Go through the records and filter out every line lacking the word "context"; copy the lines that remain.

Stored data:
BEGIN
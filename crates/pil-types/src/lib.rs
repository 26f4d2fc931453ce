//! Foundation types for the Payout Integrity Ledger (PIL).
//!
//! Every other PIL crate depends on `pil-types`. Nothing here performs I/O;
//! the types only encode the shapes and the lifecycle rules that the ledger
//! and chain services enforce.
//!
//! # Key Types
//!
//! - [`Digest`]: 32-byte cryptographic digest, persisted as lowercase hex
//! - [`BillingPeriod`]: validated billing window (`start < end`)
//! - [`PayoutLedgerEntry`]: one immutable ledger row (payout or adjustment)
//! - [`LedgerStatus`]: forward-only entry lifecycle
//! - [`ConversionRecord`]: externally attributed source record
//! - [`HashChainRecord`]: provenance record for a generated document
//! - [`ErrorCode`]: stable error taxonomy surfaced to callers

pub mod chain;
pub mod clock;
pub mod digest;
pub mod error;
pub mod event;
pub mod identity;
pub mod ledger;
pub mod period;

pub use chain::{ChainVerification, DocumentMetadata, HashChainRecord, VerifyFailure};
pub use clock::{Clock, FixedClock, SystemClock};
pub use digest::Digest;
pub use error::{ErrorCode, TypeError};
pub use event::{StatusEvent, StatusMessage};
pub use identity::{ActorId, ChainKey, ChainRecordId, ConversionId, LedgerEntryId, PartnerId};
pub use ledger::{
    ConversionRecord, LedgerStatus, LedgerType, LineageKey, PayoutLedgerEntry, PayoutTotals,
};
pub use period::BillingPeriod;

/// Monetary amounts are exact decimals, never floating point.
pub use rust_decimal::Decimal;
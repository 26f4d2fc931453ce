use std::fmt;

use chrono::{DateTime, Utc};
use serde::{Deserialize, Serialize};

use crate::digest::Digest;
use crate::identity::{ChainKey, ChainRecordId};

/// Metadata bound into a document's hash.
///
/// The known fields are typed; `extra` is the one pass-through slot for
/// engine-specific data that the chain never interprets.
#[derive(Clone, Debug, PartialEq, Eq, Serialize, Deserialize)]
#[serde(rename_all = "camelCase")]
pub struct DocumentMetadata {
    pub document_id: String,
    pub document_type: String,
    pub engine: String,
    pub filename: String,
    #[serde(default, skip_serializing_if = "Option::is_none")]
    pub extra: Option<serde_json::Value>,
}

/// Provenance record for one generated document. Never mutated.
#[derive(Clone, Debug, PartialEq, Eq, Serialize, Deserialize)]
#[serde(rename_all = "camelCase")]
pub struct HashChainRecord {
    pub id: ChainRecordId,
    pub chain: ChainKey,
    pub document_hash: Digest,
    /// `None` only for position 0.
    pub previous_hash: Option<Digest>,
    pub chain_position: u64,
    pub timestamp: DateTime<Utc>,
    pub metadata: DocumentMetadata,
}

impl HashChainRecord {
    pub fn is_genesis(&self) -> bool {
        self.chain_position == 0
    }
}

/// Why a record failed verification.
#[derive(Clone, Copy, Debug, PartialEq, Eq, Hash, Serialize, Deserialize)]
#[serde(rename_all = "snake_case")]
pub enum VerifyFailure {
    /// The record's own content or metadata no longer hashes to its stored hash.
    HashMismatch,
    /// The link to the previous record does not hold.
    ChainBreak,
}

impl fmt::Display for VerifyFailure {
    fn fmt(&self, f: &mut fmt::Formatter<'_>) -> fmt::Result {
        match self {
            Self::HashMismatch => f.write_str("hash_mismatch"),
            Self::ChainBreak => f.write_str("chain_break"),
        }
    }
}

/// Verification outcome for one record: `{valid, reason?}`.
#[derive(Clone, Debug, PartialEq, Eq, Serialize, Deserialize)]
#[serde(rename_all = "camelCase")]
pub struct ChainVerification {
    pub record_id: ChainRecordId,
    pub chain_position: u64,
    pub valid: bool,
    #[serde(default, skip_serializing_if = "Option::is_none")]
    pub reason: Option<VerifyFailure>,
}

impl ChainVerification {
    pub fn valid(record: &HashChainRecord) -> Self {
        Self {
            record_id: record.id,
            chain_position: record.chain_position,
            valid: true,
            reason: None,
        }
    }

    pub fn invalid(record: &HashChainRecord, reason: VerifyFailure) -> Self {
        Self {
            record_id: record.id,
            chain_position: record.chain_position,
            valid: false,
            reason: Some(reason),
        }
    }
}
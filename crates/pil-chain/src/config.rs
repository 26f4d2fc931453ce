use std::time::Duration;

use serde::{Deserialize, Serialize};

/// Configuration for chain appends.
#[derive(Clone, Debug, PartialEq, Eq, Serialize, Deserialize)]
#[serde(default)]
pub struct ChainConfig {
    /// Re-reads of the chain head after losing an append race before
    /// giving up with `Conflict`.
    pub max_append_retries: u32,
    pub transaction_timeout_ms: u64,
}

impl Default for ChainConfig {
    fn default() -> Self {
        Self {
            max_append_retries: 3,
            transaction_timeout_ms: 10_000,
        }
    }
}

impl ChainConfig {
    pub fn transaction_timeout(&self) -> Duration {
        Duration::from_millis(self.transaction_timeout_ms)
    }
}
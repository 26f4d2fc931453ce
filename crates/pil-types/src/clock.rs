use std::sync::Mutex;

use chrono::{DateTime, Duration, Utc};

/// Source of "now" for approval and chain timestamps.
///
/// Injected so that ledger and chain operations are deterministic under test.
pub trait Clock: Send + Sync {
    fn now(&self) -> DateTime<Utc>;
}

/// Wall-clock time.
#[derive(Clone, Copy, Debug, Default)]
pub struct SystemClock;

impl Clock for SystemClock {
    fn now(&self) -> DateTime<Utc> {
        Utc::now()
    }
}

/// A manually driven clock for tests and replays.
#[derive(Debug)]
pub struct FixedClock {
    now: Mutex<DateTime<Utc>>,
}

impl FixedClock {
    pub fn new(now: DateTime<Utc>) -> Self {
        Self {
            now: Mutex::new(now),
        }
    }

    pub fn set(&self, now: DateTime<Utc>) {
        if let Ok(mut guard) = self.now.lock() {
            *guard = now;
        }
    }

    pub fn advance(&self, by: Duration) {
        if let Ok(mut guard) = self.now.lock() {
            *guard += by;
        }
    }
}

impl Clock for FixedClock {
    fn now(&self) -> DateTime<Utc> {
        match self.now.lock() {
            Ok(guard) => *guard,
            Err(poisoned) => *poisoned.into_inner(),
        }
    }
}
END
BEGIN
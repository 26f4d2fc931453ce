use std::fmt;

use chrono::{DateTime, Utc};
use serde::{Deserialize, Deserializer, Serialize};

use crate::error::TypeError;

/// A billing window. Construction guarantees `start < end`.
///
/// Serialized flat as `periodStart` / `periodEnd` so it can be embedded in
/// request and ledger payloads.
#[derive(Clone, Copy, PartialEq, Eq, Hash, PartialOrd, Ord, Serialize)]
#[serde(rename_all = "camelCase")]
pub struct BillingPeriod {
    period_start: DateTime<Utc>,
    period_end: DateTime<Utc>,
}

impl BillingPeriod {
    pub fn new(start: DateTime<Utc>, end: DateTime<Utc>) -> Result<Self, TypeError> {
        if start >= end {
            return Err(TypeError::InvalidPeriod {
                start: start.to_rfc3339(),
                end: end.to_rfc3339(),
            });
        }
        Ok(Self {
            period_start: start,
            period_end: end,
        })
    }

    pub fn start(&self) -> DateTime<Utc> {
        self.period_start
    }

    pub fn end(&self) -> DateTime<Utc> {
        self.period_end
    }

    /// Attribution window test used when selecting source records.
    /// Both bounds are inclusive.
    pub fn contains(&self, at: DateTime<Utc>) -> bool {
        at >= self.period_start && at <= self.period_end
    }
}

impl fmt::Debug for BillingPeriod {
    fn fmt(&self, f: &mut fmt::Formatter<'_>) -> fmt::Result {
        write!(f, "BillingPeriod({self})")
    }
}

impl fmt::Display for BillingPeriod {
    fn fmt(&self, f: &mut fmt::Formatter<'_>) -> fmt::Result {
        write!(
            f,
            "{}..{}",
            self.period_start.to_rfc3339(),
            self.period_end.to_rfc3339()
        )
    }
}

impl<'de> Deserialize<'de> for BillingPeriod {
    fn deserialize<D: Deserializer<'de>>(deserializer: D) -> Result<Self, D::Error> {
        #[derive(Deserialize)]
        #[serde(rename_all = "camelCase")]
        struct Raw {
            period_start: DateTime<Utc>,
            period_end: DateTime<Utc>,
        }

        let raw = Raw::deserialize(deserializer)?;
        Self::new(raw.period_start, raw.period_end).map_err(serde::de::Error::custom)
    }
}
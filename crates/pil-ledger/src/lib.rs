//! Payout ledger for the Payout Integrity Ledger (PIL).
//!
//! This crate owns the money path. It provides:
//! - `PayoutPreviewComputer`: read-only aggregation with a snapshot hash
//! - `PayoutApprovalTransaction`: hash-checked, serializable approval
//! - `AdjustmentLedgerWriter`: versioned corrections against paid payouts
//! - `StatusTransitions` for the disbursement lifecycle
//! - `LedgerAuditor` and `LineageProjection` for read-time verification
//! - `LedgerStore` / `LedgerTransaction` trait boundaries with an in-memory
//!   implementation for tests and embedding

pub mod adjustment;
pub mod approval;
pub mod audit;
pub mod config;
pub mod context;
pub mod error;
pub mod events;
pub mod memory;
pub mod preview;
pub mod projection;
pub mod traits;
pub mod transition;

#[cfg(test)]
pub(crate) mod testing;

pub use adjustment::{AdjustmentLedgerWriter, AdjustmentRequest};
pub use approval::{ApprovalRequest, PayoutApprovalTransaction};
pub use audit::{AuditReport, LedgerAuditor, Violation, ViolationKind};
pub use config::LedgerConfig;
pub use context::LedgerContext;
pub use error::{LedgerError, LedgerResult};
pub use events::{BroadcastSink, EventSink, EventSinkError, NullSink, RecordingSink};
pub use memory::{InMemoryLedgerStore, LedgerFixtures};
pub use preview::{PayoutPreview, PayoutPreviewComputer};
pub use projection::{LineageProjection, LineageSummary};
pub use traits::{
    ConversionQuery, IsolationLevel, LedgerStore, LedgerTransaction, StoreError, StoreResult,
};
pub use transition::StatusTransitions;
END
● TASK RESPONSE
pub mod context;
pub use context::LedgerContext;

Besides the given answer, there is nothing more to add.